//! Batch lifecycle: reset clears transient state and keeps the compiled network

use trine_core::*;

fn engine_with_rules() -> ReteEngine {
    let mut engine = ReteEngine::new();
    engine
        .compile_all(&[
            RuleDefinition::new("colleague")
                .with_condition(Condition::vars("?x", "knows", "?y"))
                .with_condition(Condition::with_constant("?y", "worksAt", "acme"))
                .with_select(["?x"]),
            RuleDefinition::new("resident")
                .with_condition(Condition::vars("?p", "livesIn", "?city"))
                .with_select(["?p", "?city"]),
        ])
        .unwrap();
    engine
}

#[test]
fn test_reset_empties_touched_memories() {
    let mut engine = engine_with_rules();
    engine
        .evaluate([Fact::new("alice", "knows", "bob"), Fact::new("bob", "worksAt", "acme")])
        .unwrap();
    let production = engine.production_node("colleague").unwrap();
    assert_eq!(engine.tokens_in(production).unwrap().len(), 1);
    let nodes_before = engine.network().nodes().len();

    engine.evaluate(Vec::new()).unwrap();

    assert!(engine.satisfied_rule_names().is_empty());
    assert!(engine.alpha_memory("knows").unwrap().is_empty());
    assert!(engine.alpha_memory("worksAt acme").unwrap().is_empty());
    assert!(engine.tokens_in(production).unwrap().is_empty());
    assert_eq!(engine.network().nodes().len(), nodes_before);
    assert_eq!(engine.registered_rule_count(), 2);
}

#[test]
fn test_consecutive_batches_are_independent() {
    let mut engine = engine_with_rules();

    let first = engine
        .evaluate([Fact::new("alice", "knows", "bob"), Fact::new("bob", "worksAt", "acme")])
        .unwrap();
    assert_eq!(first.rule_names().into_iter().collect::<Vec<_>>(), vec!["colleague"]);

    let second = engine.evaluate([Fact::new("carol", "livesIn", "paris")]).unwrap();
    assert_eq!(second.rule_names().into_iter().collect::<Vec<_>>(), vec!["resident"]);
    assert_eq!(engine.bindings_for("colleague").unwrap(), None);

    // facts of the first batch are forgotten, not carried over
    let third = engine.evaluate([Fact::new("bob", "worksAt", "acme")]).unwrap();
    assert!(third.is_empty());
}

#[test]
fn test_duplicate_dedup_is_per_batch() {
    let mut engine = engine_with_rules();
    engine.evaluate([Fact::new("carol", "livesIn", "paris")]).unwrap();

    let again = engine.evaluate([Fact::new("carol", "livesIn", "paris")]).unwrap();
    assert!(again.is_satisfied("resident"));
}

#[test]
fn test_unknown_rule_query() {
    let mut engine = engine_with_rules();
    engine.evaluate([Fact::new("carol", "livesIn", "paris")]).unwrap();

    assert_eq!(
        engine.bindings_for("nobody").unwrap_err(),
        ReteError::UnknownRule { rule_name: "nobody".to_string() }
    );
    assert!(!engine.is_rule_registered("nobody"));
    assert!(engine.is_rule_registered("resident"));
}

#[test]
fn test_stats_track_current_batch() {
    let mut engine = engine_with_rules();
    engine
        .evaluate([
            Fact::new("alice", "knows", "bob"),
            Fact::new("bob", "worksAt", "acme"),
            Fact::new("carol", "livesIn", "paris"),
        ])
        .unwrap();

    let stats = engine.stats();
    assert_eq!(stats.facts, 3);
    assert_eq!(stats.satisfied_rules, 2);
    assert_eq!(stats.tokens, 3);
    assert!(stats.to_string().contains("Satisfied: 2"));
}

(TASK GOAL) Among the records, find the lines that contain "knows" and copy each of them.

(RESPONSE)
                .with_condition(Condition::vars("?x", "knows", "?y"))
        .evaluate([Fact::new("alice", "knows", "bob"), Fact::new("bob", "worksAt", "acme")])
    assert!(engine.alpha_memory("knows").unwrap().is_empty());
        .evaluate([Fact::new("alice", "knows", "bob"), Fact::new("bob", "worksAt", "acme")])
            Fact::new("alice", "knows", "bob"),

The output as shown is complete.